BY SCRAP Global Team

Welcome back to our monthly blog!

2023 has begun and one month has passed already. Even if January has ended and its festive atmosphere is over, we want to introduce some typical Japanese celebrations happening during the first month of the year.

Hanazono shrine entrance

  • Toshikoshi Soba
    While Christmas might be the main festivity of winter celebrations in the West, in Japan, New Year is the star holiday. Most companies will close for about a week and Japanese folks usually take this opportunity to visit their hometown and visit their relatives. It is a holiday where families gather to celebrate the new year together, and there is a rich variety of customs and traditions to follow to ensure the new year is the best year possible. Celebrations start even before the year is over, and traditionally on the night of New Year’s Eve, eating soba is a must. This particular kind of soba is called “Toshikoshi Soba” (lit. year-crossing noodle). Even though the preparation is simple, buckwheat soba noodles in hot dashi broth garnished with chopped scallions, the dish is rich in meaning. For example, slurping the long soba noodles (without cutting them) is a wish for a long healthy life, and the buckwheat is a symbol of resilience. Some areas in Japan, such as Akita, Gunma, Kagawa, and others, eat Udon instead of Soba, but the meaning remains the same.

Cat shape Kagamimochi – Traditional New Year’s decoration

  • Osechi
    Soba isn’t the only food traditionally associated with the New Year in Japan. At the beginning of the year, it is customary to eat a traditional dish, called “Osechi”, and everything in this dish has a special propitiatory meaning. Every part of Osechi can symbolize good luck, from the ingredients used in the dish to the food placement, and even the type of container. Different areas in Japan will have different ways of assembling this particular dish, and the ingredients used can vary, but they all share the same hope of attracting the best of luck in the upcoming year. In addition to this, families eat a big feast with all the best ingredients to celebrate the start of the year properly.


Traditional New Year’s feast

  • Oosoji
    Deep cleaning is traditionally associated with springtime for most western countries, but Japanese people want to welcome the New Year with a clean mindset and a clean house.

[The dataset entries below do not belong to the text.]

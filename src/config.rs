use anyhow::Context;
use serde::Deserialize;

#[derive(Debug, Clone, Deserialize)]
pub struct JwtConfig {
    pub secret: String,
    pub issuer: String,
    pub audience: String,
    pub ttl_hours: i64,
}

#[derive(Debug, Clone, Deserialize)]
pub struct StorageConfig {
    pub endpoint: String,
    pub bucket: String,
    pub access_key: String,
    pub secret_key: String,
    pub region: String,
}

#[derive(Debug, Clone, Deserialize)]
pub struct AppConfig {
    pub database_url: String,
    pub jwt: JwtConfig,
    pub storage: StorageConfig,
}

impl AppConfig {
    pub fn from_env() -> anyhow::Result<Self> {
        let database_url = std::env::var("DATABASE_URL").context("DATABASE_URL is required")?;
        let jwt = JwtConfig {
            // No usable signing secret is a fatal configuration error.
            secret: std::env::var("JWT_SECRET").context("JWT_SECRET is required")?,
            issuer: std::env::var("JWT_ISSUER").unwrap_or_else(|_| "coursetrack".into()),
            audience: std::env::var("JWT_AUDIENCE").unwrap_or_else(|_| "coursetrack-users".into()),
            ttl_hours: positive_ttl_hours(std::env::var("JWT_TTL_HOURS").ok()),
        };
        let storage = StorageConfig {
            endpoint: std::env::var("S3_ENDPOINT")
                .unwrap_or_else(|_| "http://localhost:9000".into()),
            bucket: std::env::var("S3_BUCKET").unwrap_or_else(|_| "coursetrack-files".into()),
            access_key: std::env::var("S3_ACCESS_KEY").unwrap_or_else(|_| "minioadmin".into()),
            secret_key: std::env::var("S3_SECRET_KEY").unwrap_or_else(|_| "minioadmin".into()),
            region: std::env::var("S3_REGION").unwrap_or_else(|_| "us-east-1".into()),
        };
        Ok(Self {
            database_url,
            jwt,
            storage,
        })
    }
}

/// Token TTL must stay strictly positive; zero, negative or unparsable
/// values fall back to the 24-hour default.
fn positive_ttl_hours(raw: Option<String>) -> i64 {
    raw.and_then(|v| v.parse::<i64>().ok())
        .filter(|h| *h > 0)
        .unwrap_or(24)
}

#[cfg(test)]
mod tests {
    use super::*;

    #[test]
    fn ttl_defaults_to_24_hours() {
        assert_eq!(positive_ttl_hours(None), 24);
    }

    #[test]
    fn ttl_accepts_positive_values() {
        assert_eq!(positive_ttl_hours(Some("6".into())), 6);
    }

    #[test]
    fn ttl_rejects_zero_negative_and_garbage() {
        assert_eq!(positive_ttl_hours(Some("0".into())), 24);
        assert_eq!(positive_ttl_hours(Some("-24".into())), 24);
        assert_eq!(positive_ttl_hours(Some("yesterday".into())), 24);
    }
}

This is why deep cleanings are so popular during the winter holidays, and most supermarkets will dedicate most of their shelf space to cleaning supplies during the last week of the year.
    This is the time to properly clean all those things that get overlooked during the rest of the year, dispose of unused stuff, and replace what needs to be fixed.
    One of the most surprising things for foreigners living in Japan is that these cleanings don’t stop at one’s private house. Most Japanese companies will have an “osoji” cleaning day in the office, where everyone helps in cleaning the common areas of the company, regardless of their role.
  • Hatsumode
    New Year’s celebrations are not complete in Japan without the first visit of the year to the temple. This is called “Hatsumode” and it’s a way for Japanese people to celebrate the start of the New Year and pray for good luck or to have their wishes granted after they make an offering to the temple or shrine. During this time it’s also customary to buy an “omikuji”, typically a piece of paper chosen randomly with predictions about your future, and “omamori”, amulets to attract good luck for different situations. If your fortune-telling paper doesn’t provide your desired result, don’t worry, you can always tie it to a special fence in the temple and leave the bad luck behind.

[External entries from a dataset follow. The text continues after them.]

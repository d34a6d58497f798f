use serde::{Deserialize, Serialize};
use sqlx::{FromRow, PgPool};
use time::OffsetDateTime;

#[derive(Debug, Clone, Serialize, Deserialize, FromRow)]
pub struct Assignment {
    pub id: i64,
    pub title: String,
    pub description: Option<String>,
    #[serde(with = "time::serde::rfc3339::option")]
    pub due_date: Option<OffsetDateTime>,
    pub course_id: Option<i64>,
    pub file_key: Option<String>,
    #[serde(with = "time::serde::rfc3339")]
    pub created_at: OffsetDateTime,
}

impl Assignment {
    pub async fn create(
        db: &PgPool,
        title: &str,
        description: Option<&str>,
        due_date: Option<OffsetDateTime>,
        course_id: Option<i64>,
    ) -> sqlx::Result<Assignment> {
        sqlx::query_as::<_, Assignment>(
            r#"
            INSERT INTO assignments (title, description, due_date, course_id)
            VALUES ($1, $2, $3, $4)
            RETURNING id, title, description, due_date, course_id, file_key, created_at
            "#,
        )
        .bind(title)
        .bind(description)
        .bind(due_date)
        .bind(course_id)
        .fetch_one(db)
        .await
    }

    pub async fn list(db: &PgPool) -> sqlx::Result<Vec<Assignment>> {
        sqlx::query_as::<_, Assignment>(
            r#"
            SELECT id, title, description, due_date, course_id, file_key, created_at
            FROM assignments
            ORDER BY id
            "#,
        )
        .fetch_all(db)
        .await
    }

    pub async fn find_by_id(db: &PgPool, id: i64) -> sqlx::Result<Option<Assignment>> {
        sqlx::query_as::<_, Assignment>(
            r#"
            SELECT id, title, description, due_date, course_id, file_key, created_at
            FROM assignments
            WHERE id = $1
            "#,
        )
        .bind(id)
        .fetch_optional(db)
        .await
    }

    /// None when the assignment does not exist.
    pub async fn update(
        db: &PgPool,
        id: i64,
        title: &str,
        description: Option<&str>,
        due_date: Option<OffsetDateTime>,
        course_id: Option<i64>,
    ) -> sqlx::Result<Option<Assignment>> {
        sqlx::query_as::<_, Assignment>(
            r#"
            UPDATE assignments
            SET title = $2, description = $3, due_date = $4, course_id = $5
            WHERE id = $1
            RETURNING id, title, description, due_date, course_id, file_key, created_at
            "#,
        )
        .bind(id)
        .bind(title)
        .bind(description)
        .bind(due_date)
        .bind(course_id)
        .fetch_optional(db)
        .await
    }

    /// Outer None when the assignment does not exist; the inner value is
    /// the attachment key of the deleted row, if it had one.
    pub async fn delete(db: &PgPool, id: i64) -> sqlx::Result<Option<Option<String>>> {
        sqlx::query_scalar::<_, Option<String>>(
            r#"
            DELETE FROM assignments WHERE id = $1 RETURNING file_key
            "#,
        )
        .bind(id)
        .fetch_optional(db)
        .await
    }

    /// Record the object-storage key of an uploaded attachment.
    pub async fn set_attachment(
        db: &PgPool,
        id: i64,
        file_key: &str,
    ) -> sqlx::Result<Option<Assignment>> {
        sqlx::query_as::<_, Assignment>(
            r#"
            UPDATE assignments SET file_key = $2
            WHERE id = $1
            RETURNING id, title, description, due_date, course_id, file_key, created_at
            "#,
        )
        .bind(id)
        .bind(file_key)
        .fetch_optional(db)
        .await
    }
}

Omikuji left at the shrine

Bird shape Omikuji and Ema

  • Seijin No Hi
    The second Monday of January is one of Japan’s biggest and most picturesque national holidays. Literally “Coming Of Age Day” this holiday is meant to celebrate all the people that have turned 20 the year before and it marks their passage to adulthood. This year the celebration will be extra large since the law recently changed, and Japanese citizens are now being considered adults starting from 18 years old. During the day, city halls will hold celebrations and it is quite common to see the new adults walking around dressed up in traditional Japanese festive clothing. Girls in particular wear the “furisode”, a beautiful and complex long-sleeved kimono worn by unmarried women.

People celebrating Seijin No Hi at Hanazono Shrine

We hope you enjoy this month’s article about Japanese winter festivities and hope you have time to take part in some celebrations between playing escape games!